New Research Shows How Videogames Can Help Dyslexics
In a recent research conducted by Oxford University, it has been found that action games can help manage dyslexia.
Dyslexia is a form of learning disability that hinders people’s abilities to read, spell and write, and affects up to 10% of the population. Programmes helping people cope with dyslexia are usually focussed on phonetics and words. However, the study published in Cell Biology by Oxford University suggests that action games are more effective.
Researchers tested the reaction times of 34 participants by asking them to press a button each time they heard a sound, saw a dim flash or both. 50% of the group consisted of dyslexics. Generally, the dyslexics had slower reaction times.
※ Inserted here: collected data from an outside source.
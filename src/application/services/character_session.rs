//! Character Session - The builder's top-level use cases
//!
//! Owns the character sheet and its persistence sync for one identity.
//! Every edit runs against the sheet under a write lock and, if it changed
//! anything, hands the new record snapshot to the sync for a debounced save.

use std::sync::Arc;
use std::time::Duration;

use rand::Rng;
use tokio::sync::RwLock;
use tracing::{debug, info, instrument, warn};

use crate::application::dto::{CharacterViewDto, SkillCheckDto};
use crate::application::ports::outbound::CharacterRecordPort;
use crate::application::services::persistence_sync::{PersistenceSync, SyncStatus, DEFAULT_SAVE_DEBOUNCE};
use crate::domain::aggregates::CharacterSheet;
use crate::domain::errors::CharacterError;
use crate::domain::services::{resolve_skill_check, CHECK_DIE};
use crate::domain::value_objects::{Catalog, SessionId};

/// Per-session settings
#[derive(Debug, Clone)]
pub struct SessionOptions {
    /// Identity the record is stored under
    pub identity: String,
    pub save_debounce: Duration,
    /// Upper bound on total attribute points; `None` for no bound
    pub attribute_point_cap: Option<u64>,
}

impl SessionOptions {
    pub fn new(identity: impl Into<String>) -> Self {
        Self {
            identity: identity.into(),
            save_debounce: DEFAULT_SAVE_DEBOUNCE,
            attribute_point_cap: None,
        }
    }

    pub fn with_save_debounce(mut self, delay: Duration) -> Self {
        self.save_debounce = delay;
        self
    }

    pub fn with_attribute_point_cap(mut self, cap: Option<u64>) -> Self {
        self.attribute_point_cap = cap;
        self
    }
}

pub struct CharacterSession {
    id: SessionId,
    catalog: Arc<Catalog>,
    sheet: RwLock<CharacterSheet>,
    sync: PersistenceSync,
    attribute_point_cap: Option<u64>,
}

impl CharacterSession {
    pub fn new(catalog: Arc<Catalog>, port: Arc<dyn CharacterRecordPort>, options: SessionOptions) -> Self {
        let id = SessionId::new();
        Self {
            id,
            sheet: RwLock::new(CharacterSheet::new(catalog.clone())),
            sync: PersistenceSync::new(id, port, options.identity, options.save_debounce),
            attribute_point_cap: options.attribute_point_cap,
            catalog,
        }
    }

    /// Load the stored record into the sheet
    ///
    /// Holds the sheet lock for the whole load so no edit can interleave
    /// with it; nothing populated here is reported as a change.
    #[instrument(skip(self), fields(session = %self.id))]
    pub async fn start(&self) {
        let mut sheet = self.sheet.write().await;
        let record = self.sync.load(&self.catalog).await;
        let (loaded, removed) = CharacterSheet::from_record(self.catalog.clone(), &record);
        if removed > 0 {
            warn!(removed, budget = loaded.skill_budget(), "Stored skills exceeded their budget and were clamped");
        }
        *sheet = loaded;
        info!(
            total_points = sheet.attributes().total_points(),
            skill_budget = sheet.skill_budget(),
            "Character session ready"
        );
    }

    #[instrument(skip(self), fields(session = %self.id))]
    pub async fn adjust_attribute(&self, name: &str, delta: i64) -> Result<CharacterViewDto, CharacterError> {
        let mut sheet = self.sheet.write().await;
        let delta = self.cap_attribute_delta(&sheet, delta);

        if let Some(adjusted) = sheet.adjust_attribute(name, delta)? {
            debug!(
                attribute = %adjusted.change.attribute,
                from = adjusted.change.previous,
                to = adjusted.change.current,
                "Attribute adjusted"
            );
            if let Some(budget) = &adjusted.budget {
                debug!(from = budget.previous, to = budget.current, "Skill budget recomputed");
                if budget.skill_points_removed > 0 {
                    info!(
                        removed = budget.skill_points_removed,
                        "Skill points reclaimed after budget shrank"
                    );
                }
            }
            self.sync.record_changed(sheet.to_record());
        }

        Ok(self.view_of(&sheet))
    }

    #[instrument(skip(self), fields(session = %self.id))]
    pub async fn adjust_skill(&self, name: &str, delta: i64) -> Result<CharacterViewDto, CharacterError> {
        let mut sheet = self.sheet.write().await;

        if let Some(change) = sheet.adjust_skill(name, delta)? {
            debug!(skill = %change.skill, from = change.previous, to = change.current, "Skill adjusted");
            self.sync.record_changed(sheet.to_record());
        }

        Ok(self.view_of(&sheet))
    }

    /// Record the chosen class; eligibility is not checked
    #[instrument(skip(self), fields(session = %self.id))]
    pub async fn select_class(&self, name: Option<&str>) -> Result<CharacterViewDto, CharacterError> {
        let mut sheet = self.sheet.write().await;

        if sheet.select_class(name)? {
            debug!(class = ?name, "Class selection changed");
            self.sync.record_changed(sheet.to_record());
        }

        Ok(self.view_of(&sheet))
    }

    /// Roll a d20 check for a skill; read-only
    #[instrument(skip(self), fields(session = %self.id))]
    pub async fn roll_skill_check(&self, skill: &str, dc: i64) -> Result<SkillCheckDto, CharacterError> {
        let roll = rand::thread_rng().gen_range(1..=CHECK_DIE);
        let sheet = self.sheet.read().await;
        let check = resolve_skill_check(&sheet, skill, dc, roll)?;
        debug!(roll, total = check.total, success = check.success, "Skill check rolled");
        Ok(check.into())
    }

    pub async fn view(&self) -> CharacterViewDto {
        let sheet = self.sheet.read().await;
        self.view_of(&sheet)
    }

    pub fn sync_status(&self) -> SyncStatus {
        self.sync.status()
    }

    /// Tear down: cancel any pending save and stop scheduling new ones
    pub fn close(&self) {
        info!(session = %self.id, "Closing character session");
        self.sync.close();
    }

    fn view_of(&self, sheet: &CharacterSheet) -> CharacterViewDto {
        CharacterViewDto::from_sheet(sheet, self.sync.status())
    }

    /// Trim a positive delta to the room left under the point cap
    fn cap_attribute_delta(&self, sheet: &CharacterSheet, delta: i64) -> i64 {
        match self.attribute_point_cap {
            Some(cap) if delta > 0 => {
                let room = cap.saturating_sub(sheet.attributes().total_points());
                delta.min(i64::try_from(room).unwrap_or(i64::MAX))
            }
            _ => delta,
        }
    }
}

#[cfg(test)]
mod tests {
    use super::*;
    use crate::application::services::SyncState;
    use crate::infrastructure::persistence::InMemoryRecordStore;
    use serde_json::json;

    const DELAY: Duration = Duration::from_millis(500);

    fn session_with(store: &Arc<InMemoryRecordStore>, identity: &str) -> CharacterSession {
        CharacterSession::new(
            Arc::new(Catalog::standard()),
            store.clone(),
            SessionOptions::new(identity).with_save_debounce(DELAY),
        )
    }

    async fn settle() {
        tokio::time::sleep(DELAY + Duration::from_millis(100)).await;
        tokio::task::yield_now().await;
    }

    #[tokio::test(start_paused = true)]
    async fn test_fresh_session_never_saves_round_trip_to_default() {
        let store = Arc::new(InMemoryRecordStore::new());
        let session = session_with(&store, "fresh");
        session.start().await;

        for attribute in ["Strength", "Intelligence"] {
            session.adjust_attribute(attribute, 1).await.unwrap();
            session.adjust_attribute(attribute, -1).await.unwrap();
        }
        settle().await;
        settle().await;

        assert_eq!(store.write_count(), 0);
        assert_eq!(session.sync_status().state, SyncState::Loaded);
    }

    #[tokio::test(start_paused = true)]
    async fn test_load_does_not_trigger_save() {
        let store = Arc::new(InMemoryRecordStore::new());
        store
            .insert_raw(
                "veteran",
                json!({
                    "attributes": { "Strength": 15, "Intelligence": 12 },
                    "skills": { "Athletics": 3 },
                    "selectedClass": "Barbarian",
                    "num": 27,
                    "skillPoints": 40
                }),
            )
            .await;
        let session = session_with(&store, "veteran");

        session.start().await;
        settle().await;

        assert_eq!(store.write_count(), 0);
        let view = session.view().await;
        assert_eq!(view.total_points, 27);
        assert_eq!(view.skill_budget, 14);
        assert_eq!(view.available_skill_points, 11);
        assert_eq!(view.selected_class.as_deref(), Some("Barbarian"));
    }

    #[tokio::test(start_paused = true)]
    async fn test_saved_record_reloads_identically() {
        let store = Arc::new(InMemoryRecordStore::new());
        let session = session_with(&store, "round-trip");
        session.start().await;

        session.adjust_attribute("Intelligence", 14).await.unwrap();
        session.adjust_attribute("Dexterity", 11).await.unwrap();
        session.adjust_skill("Stealth", 4).await.unwrap();
        session.adjust_skill("Arcana", 2).await.unwrap();
        session.select_class(Some("Wizard")).await.unwrap();
        settle().await;
        assert_eq!(store.write_count(), 1);
        let saved = session.view().await;
        session.close();

        let reloaded = session_with(&store, "round-trip");
        reloaded.start().await;
        let view = reloaded.view().await;

        assert_eq!(view.attributes, saved.attributes);
        assert_eq!(view.skills, saved.skills);
        assert_eq!(view.selected_class, saved.selected_class);
        assert_eq!(view.skill_budget, 18);
    }

    #[tokio::test(start_paused = true)]
    async fn test_intelligence_drop_reclaims_skill_points() {
        let store = Arc::new(InMemoryRecordStore::new());
        let session = session_with(&store, "scholar");
        session.start().await;

        session.adjust_attribute("Intelligence", 20).await.unwrap();
        for skill in ["Acrobatics", "Animal Handling", "Arcana"] {
            session.adjust_skill(skill, 4).await.unwrap();
        }

        let view = session.adjust_attribute("Intelligence", -12).await.unwrap();

        assert_eq!(view.skill_budget, 6);
        assert_eq!(view.skill_points_spent, 6);
        let points: Vec<u32> = view.skills.iter().take(3).map(|s| s.points).collect();
        assert_eq!(points, vec![0, 2, 4]);
    }

    #[tokio::test(start_paused = true)]
    async fn test_no_op_edits_do_not_mark_dirty() {
        let store = Arc::new(InMemoryRecordStore::new());
        let session = session_with(&store, "idle");
        session.start().await;

        session.adjust_attribute("Wisdom", -1).await.unwrap();
        session.adjust_skill("Insight", 1).await.unwrap();
        session.select_class(None).await.unwrap();

        assert_eq!(session.sync_status().state, SyncState::Loaded);
    }

    #[tokio::test(start_paused = true)]
    async fn test_attribute_cap_trims_increments() {
        let store = Arc::new(InMemoryRecordStore::new());
        let session = CharacterSession::new(
            Arc::new(Catalog::standard()),
            store.clone(),
            SessionOptions::new("capped")
                .with_save_debounce(DELAY)
                .with_attribute_point_cap(Some(10)),
        );
        session.start().await;

        session.adjust_attribute("Strength", 7).await.unwrap();
        let view = session.adjust_attribute("Wisdom", 7).await.unwrap();
        assert_eq!(view.total_points, 10);

        let view = session.adjust_attribute("Charisma", 1).await.unwrap();
        assert_eq!(view.total_points, 10);

        let view = session.adjust_attribute("Strength", -2).await.unwrap();
        assert_eq!(view.total_points, 8);
    }

    #[tokio::test(start_paused = true)]
    async fn test_unknown_names_are_errors() {
        let store = Arc::new(InMemoryRecordStore::new());
        let session = session_with(&store, "typo");
        session.start().await;

        assert!(matches!(
            session.adjust_attribute("Luck", 1).await,
            Err(CharacterError::UnknownAttribute(_))
        ));
        assert!(matches!(
            session.adjust_skill("Juggling", 1).await,
            Err(CharacterError::UnknownSkill(_))
        ));
        assert!(matches!(
            session.select_class(Some("Paladin")).await,
            Err(CharacterError::UnknownClass(_))
        ));
        assert!(matches!(
            session.roll_skill_check("Juggling", 10).await,
            Err(CharacterError::UnknownSkill(_))
        ));
    }

    #[tokio::test(start_paused = true)]
    async fn test_skill_check_is_read_only() {
        let store = Arc::new(InMemoryRecordStore::new());
        let session = session_with(&store, "roller");
        session.start().await;

        let check = session.roll_skill_check("Perception", 10).await.unwrap();

        assert!((1..=20).contains(&check.roll));
        assert_eq!(check.skill_total, -5);
        assert_eq!(check.total, i64::from(check.roll) - 5);
        assert_eq!(session.sync_status().state, SyncState::Loaded);
    }
}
Junior researcher at Oxford University, Vanessa Harrar, told Fox News that “this fits into he attention model of dyslexia – being slower to shift attention from one thing to another”.
In the study, researchers noted the dyslexic group experienced similar response times to the control group when it came to reaction to a visual followed by sound cue. This is an phenomenon that has not previously been observed among dyslexics. They believe this may have been because the sound cues came from the same location as the visual cues– a screen surrounded by speakers so the sound appeared to come from the middle of the screen– as opposed to a different location.
As a result, it is hypothesized that videogames may help dyslexics by training them to shift more easily between auditory and visual stimuli. “These video games require you to respond very quickly, to shift attention to one part of the screen to another,” experimental psychologist and lead study author Vanessa Harrar said. “(…)the idea is to train with some kind of video game that trains the eye movements to different locations to add in that multisensory component.”